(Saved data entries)
*** Block opens ***

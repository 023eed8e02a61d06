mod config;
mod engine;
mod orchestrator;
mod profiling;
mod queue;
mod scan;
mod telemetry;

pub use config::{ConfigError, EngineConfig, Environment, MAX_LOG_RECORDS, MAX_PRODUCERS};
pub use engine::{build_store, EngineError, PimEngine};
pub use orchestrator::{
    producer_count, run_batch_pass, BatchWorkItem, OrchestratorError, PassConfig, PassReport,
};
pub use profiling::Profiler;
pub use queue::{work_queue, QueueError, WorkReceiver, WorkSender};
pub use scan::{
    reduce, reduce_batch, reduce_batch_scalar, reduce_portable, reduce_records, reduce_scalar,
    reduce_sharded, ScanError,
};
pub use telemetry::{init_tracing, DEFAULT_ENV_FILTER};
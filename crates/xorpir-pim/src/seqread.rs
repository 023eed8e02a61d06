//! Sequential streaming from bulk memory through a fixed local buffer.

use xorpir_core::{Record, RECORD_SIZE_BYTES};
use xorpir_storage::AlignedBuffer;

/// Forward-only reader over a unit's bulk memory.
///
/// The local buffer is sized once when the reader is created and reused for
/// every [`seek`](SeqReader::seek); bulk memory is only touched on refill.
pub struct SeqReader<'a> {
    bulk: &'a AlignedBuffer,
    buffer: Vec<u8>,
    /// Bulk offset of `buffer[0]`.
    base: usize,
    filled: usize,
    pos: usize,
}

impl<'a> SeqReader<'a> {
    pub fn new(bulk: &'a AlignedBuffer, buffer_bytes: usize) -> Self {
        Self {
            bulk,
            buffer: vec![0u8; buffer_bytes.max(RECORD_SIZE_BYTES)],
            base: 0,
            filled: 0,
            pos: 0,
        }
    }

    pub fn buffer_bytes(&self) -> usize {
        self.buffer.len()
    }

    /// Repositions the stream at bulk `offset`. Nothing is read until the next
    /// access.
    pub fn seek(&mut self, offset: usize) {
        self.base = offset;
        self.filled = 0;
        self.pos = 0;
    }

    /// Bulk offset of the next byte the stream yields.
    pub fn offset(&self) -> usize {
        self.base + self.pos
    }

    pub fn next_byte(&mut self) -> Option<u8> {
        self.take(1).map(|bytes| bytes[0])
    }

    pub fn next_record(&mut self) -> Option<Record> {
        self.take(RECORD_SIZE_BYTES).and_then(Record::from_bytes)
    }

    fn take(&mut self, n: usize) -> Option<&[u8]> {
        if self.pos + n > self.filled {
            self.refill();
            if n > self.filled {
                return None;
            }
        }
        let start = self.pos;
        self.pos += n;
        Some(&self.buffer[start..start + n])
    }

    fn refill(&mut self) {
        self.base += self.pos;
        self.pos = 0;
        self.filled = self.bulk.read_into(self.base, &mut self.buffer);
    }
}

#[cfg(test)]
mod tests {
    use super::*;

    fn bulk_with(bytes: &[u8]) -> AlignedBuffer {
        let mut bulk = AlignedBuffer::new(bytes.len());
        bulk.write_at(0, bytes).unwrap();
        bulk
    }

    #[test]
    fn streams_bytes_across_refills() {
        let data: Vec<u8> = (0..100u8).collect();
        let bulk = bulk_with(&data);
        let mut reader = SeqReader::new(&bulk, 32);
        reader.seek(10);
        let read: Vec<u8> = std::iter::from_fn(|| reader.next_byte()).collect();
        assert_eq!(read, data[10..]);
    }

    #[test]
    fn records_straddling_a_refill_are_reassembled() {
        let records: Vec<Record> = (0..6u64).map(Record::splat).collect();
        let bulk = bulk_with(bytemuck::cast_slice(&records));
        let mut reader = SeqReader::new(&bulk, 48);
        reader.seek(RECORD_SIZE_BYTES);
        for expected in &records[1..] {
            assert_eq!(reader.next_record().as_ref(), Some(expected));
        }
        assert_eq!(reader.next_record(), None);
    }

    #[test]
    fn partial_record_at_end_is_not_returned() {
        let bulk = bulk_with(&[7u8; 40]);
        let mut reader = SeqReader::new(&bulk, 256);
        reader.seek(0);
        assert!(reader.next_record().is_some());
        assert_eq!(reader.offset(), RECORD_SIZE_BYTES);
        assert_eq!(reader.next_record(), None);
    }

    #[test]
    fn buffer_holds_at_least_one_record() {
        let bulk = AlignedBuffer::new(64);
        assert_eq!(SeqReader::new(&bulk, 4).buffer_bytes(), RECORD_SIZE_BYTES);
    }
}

*** Block closes ***
*** Block opens ***

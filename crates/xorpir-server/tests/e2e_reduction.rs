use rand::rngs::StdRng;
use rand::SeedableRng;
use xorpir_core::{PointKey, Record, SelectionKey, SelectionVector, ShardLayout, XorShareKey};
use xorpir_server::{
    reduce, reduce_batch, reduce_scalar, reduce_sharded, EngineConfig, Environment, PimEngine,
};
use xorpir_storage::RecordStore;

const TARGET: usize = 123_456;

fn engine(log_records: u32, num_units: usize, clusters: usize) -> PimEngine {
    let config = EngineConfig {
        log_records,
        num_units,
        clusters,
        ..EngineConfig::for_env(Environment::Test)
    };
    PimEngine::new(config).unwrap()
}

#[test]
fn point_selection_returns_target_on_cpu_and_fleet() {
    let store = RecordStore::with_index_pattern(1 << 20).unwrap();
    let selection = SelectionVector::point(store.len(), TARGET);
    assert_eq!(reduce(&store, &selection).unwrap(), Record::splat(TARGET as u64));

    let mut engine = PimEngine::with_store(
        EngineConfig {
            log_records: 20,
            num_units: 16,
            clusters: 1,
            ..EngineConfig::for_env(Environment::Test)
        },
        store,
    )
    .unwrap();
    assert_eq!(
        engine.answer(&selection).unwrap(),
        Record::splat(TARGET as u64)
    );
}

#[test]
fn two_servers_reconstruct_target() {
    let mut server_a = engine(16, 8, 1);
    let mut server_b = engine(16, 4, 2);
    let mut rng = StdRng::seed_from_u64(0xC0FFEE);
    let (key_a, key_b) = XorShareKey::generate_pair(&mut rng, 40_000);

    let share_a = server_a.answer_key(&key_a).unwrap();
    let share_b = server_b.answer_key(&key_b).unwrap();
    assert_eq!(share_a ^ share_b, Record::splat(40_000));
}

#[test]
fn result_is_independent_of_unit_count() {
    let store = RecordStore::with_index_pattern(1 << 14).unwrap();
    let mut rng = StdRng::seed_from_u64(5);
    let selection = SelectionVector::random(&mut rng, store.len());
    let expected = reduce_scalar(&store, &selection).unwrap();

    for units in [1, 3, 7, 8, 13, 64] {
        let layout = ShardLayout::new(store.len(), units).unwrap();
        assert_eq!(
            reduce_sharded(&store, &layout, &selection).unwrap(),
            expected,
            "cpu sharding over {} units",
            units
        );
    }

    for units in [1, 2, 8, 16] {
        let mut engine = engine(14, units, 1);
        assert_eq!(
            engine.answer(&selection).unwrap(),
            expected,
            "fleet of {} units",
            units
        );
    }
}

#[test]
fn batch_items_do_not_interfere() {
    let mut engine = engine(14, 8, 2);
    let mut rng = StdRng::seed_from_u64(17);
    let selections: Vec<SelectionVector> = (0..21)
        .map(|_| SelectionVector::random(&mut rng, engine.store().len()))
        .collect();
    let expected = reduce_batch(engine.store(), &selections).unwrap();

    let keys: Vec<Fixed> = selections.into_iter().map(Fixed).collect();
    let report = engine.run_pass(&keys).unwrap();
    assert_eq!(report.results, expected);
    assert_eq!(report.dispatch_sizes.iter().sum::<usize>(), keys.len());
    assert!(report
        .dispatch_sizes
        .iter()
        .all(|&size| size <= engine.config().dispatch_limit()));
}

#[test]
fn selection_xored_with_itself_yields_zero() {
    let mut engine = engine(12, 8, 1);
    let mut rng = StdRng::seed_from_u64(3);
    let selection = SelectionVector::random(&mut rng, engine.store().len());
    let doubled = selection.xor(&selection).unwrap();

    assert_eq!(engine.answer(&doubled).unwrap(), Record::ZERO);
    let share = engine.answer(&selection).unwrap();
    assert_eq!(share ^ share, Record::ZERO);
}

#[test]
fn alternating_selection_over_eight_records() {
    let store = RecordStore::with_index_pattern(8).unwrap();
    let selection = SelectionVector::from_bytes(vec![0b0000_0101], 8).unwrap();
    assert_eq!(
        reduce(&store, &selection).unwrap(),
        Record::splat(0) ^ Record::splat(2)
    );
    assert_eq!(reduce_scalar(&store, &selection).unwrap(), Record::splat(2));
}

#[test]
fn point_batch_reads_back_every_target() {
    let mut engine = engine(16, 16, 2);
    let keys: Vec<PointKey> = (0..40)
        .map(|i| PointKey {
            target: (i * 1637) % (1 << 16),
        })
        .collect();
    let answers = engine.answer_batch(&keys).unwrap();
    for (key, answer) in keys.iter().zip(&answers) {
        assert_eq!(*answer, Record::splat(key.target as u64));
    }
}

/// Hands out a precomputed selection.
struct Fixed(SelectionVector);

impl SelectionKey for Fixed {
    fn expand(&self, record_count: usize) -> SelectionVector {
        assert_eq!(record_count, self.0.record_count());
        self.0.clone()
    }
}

*** Block closes ***
*** Block opens ***

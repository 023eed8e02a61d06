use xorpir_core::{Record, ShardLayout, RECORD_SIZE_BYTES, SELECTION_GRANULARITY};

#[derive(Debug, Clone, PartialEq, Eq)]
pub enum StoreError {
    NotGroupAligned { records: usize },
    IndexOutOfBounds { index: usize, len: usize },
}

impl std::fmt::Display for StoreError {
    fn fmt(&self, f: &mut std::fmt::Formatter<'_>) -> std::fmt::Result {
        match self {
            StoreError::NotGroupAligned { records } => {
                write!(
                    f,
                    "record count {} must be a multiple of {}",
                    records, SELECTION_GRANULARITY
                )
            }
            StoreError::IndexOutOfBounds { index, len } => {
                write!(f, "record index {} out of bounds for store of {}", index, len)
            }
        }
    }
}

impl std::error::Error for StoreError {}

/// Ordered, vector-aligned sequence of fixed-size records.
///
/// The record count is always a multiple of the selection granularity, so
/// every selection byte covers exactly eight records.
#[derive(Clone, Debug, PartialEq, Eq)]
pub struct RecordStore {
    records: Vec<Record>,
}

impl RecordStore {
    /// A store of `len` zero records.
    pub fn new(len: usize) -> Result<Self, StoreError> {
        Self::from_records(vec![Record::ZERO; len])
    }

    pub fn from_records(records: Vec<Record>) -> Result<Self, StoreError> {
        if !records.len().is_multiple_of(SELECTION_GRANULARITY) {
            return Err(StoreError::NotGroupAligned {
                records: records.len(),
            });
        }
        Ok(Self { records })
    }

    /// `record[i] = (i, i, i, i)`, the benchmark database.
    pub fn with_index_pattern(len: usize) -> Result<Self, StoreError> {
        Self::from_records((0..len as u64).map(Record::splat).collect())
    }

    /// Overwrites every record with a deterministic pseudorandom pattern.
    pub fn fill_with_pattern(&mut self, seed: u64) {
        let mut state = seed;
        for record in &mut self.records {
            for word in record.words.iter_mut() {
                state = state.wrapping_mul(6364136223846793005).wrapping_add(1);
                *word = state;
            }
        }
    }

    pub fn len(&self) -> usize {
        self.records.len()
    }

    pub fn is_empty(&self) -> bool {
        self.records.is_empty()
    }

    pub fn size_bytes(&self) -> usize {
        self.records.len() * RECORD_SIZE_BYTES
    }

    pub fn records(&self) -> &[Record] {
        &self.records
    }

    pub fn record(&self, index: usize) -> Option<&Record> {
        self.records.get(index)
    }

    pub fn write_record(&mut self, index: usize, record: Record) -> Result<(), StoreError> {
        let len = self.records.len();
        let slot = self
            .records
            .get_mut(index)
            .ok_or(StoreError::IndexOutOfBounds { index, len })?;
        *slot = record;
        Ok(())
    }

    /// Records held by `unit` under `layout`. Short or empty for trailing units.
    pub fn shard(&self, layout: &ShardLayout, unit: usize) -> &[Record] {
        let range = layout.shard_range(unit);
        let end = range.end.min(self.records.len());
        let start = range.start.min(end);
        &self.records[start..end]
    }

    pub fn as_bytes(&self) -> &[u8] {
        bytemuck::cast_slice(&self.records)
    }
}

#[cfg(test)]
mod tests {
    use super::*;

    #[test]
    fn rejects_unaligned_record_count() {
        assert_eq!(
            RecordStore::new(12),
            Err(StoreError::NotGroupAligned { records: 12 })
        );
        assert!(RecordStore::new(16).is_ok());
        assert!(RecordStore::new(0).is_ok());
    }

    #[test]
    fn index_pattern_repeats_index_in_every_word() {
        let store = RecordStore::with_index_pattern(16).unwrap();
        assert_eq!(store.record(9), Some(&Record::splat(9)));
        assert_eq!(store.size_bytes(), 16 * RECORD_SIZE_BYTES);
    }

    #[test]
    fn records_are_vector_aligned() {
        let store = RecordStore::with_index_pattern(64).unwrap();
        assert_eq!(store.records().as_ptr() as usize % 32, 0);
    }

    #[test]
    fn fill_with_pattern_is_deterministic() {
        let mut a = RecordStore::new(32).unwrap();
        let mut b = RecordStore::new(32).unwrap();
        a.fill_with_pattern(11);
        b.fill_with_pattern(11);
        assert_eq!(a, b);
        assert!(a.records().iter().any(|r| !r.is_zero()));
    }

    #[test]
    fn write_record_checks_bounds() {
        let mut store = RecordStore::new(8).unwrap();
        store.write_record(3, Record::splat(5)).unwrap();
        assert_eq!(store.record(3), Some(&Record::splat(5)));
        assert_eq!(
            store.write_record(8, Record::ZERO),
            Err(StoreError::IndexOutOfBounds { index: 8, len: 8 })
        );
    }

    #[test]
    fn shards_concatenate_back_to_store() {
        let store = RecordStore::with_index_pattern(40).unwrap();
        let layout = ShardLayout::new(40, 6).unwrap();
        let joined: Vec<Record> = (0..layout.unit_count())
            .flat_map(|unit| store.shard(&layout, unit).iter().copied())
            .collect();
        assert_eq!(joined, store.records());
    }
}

*** Block closes ***

WHAT YOU SHOULD DO: Return each line from the records that includes the word "offset".

WRITTEN RESPONSE:
    /// Bulk offset of `buffer[0]`.
    /// Repositions the stream at bulk `offset`. Nothing is read until the next
    pub fn seek(&mut self, offset: usize) {
        self.base = offset;
    /// Bulk offset of the next byte the stream yields.
    pub fn offset(&self) -> usize {
        assert_eq!(reader.offset(), RECORD_SIZE_BYTES);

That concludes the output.